[DATA]
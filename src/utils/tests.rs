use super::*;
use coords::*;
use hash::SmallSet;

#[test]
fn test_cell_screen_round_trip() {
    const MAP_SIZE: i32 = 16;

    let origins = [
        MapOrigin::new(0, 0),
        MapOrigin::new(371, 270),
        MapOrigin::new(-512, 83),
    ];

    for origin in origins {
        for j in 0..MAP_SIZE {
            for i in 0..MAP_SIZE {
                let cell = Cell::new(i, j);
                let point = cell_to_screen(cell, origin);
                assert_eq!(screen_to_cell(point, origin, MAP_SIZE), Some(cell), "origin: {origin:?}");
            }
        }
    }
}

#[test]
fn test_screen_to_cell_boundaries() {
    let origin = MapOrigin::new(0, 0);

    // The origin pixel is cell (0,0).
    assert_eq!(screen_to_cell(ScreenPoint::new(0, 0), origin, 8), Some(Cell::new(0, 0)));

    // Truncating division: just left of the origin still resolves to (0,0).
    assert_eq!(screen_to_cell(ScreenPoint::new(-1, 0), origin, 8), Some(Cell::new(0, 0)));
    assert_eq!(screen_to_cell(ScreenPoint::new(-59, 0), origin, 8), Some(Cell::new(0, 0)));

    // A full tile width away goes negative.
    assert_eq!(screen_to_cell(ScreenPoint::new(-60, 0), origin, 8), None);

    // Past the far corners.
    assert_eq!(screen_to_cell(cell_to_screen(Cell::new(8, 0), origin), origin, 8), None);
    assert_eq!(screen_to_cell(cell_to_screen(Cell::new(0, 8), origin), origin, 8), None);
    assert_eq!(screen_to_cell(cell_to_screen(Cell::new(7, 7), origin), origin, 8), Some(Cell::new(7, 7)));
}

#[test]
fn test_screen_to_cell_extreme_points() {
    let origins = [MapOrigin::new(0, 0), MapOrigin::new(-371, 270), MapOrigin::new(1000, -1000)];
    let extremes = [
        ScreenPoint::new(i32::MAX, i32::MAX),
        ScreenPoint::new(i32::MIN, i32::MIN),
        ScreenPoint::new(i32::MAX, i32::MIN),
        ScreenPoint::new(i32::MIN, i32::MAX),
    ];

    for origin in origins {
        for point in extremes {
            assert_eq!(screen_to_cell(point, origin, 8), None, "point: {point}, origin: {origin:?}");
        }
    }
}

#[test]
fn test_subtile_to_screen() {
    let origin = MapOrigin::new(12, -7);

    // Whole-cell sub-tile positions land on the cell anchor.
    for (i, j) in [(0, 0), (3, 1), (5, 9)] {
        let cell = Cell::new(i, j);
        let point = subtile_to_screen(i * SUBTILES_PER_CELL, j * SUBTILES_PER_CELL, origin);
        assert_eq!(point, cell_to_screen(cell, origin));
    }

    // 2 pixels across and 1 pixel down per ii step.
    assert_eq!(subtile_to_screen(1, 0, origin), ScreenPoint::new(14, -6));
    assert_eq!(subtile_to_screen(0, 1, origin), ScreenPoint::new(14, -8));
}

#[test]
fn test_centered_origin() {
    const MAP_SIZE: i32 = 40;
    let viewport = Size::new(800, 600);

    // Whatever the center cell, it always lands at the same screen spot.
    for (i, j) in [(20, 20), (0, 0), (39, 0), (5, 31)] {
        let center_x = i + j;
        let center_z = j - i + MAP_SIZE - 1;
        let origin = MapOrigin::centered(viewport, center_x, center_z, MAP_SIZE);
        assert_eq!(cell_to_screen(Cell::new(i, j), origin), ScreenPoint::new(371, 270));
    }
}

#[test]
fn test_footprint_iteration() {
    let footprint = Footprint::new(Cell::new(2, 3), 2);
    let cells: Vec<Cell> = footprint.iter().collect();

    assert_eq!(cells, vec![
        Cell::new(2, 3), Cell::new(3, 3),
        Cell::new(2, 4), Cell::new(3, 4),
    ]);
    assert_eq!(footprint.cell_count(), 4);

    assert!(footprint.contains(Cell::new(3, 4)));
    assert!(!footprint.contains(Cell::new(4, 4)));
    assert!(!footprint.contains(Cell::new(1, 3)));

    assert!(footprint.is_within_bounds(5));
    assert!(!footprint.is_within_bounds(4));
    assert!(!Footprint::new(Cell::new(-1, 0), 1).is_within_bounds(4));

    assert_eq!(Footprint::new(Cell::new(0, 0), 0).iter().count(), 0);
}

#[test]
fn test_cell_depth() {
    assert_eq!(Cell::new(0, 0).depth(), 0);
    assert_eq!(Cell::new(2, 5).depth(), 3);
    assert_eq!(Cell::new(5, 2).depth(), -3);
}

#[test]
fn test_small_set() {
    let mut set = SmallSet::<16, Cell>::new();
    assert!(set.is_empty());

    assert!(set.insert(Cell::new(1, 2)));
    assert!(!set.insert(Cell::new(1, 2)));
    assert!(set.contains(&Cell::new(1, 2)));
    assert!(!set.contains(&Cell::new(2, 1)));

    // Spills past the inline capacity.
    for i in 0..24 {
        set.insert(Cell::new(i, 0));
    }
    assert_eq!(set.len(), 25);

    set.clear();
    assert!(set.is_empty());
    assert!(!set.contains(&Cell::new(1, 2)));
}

[WORK ORDER] The line containing "is cell (0,0)." marks the end: copy exactly every line from the top of the data above down to it, that line included.

[WRITTEN RESPONSE]
filename src/utils/tests.rs
use super::*;
use coords::*;
use hash::SmallSet;

#[test]
fn test_cell_screen_round_trip() {
    const MAP_SIZE: i32 = 16;

    let origins = [
        MapOrigin::new(0, 0),
        MapOrigin::new(371, 270),
        MapOrigin::new(-512, 83),
    ];

    for origin in origins {
        for j in 0..MAP_SIZE {
            for i in 0..MAP_SIZE {
                let cell = Cell::new(i, j);
                let point = cell_to_screen(cell, origin);
                assert_eq!(screen_to_cell(point, origin, MAP_SIZE), Some(cell), "origin: {origin:?}");
            }
        }
    }
}

#[test]
fn test_screen_to_cell_boundaries() {
    let origin = MapOrigin::new(0, 0);

    // The origin pixel is cell (0,0).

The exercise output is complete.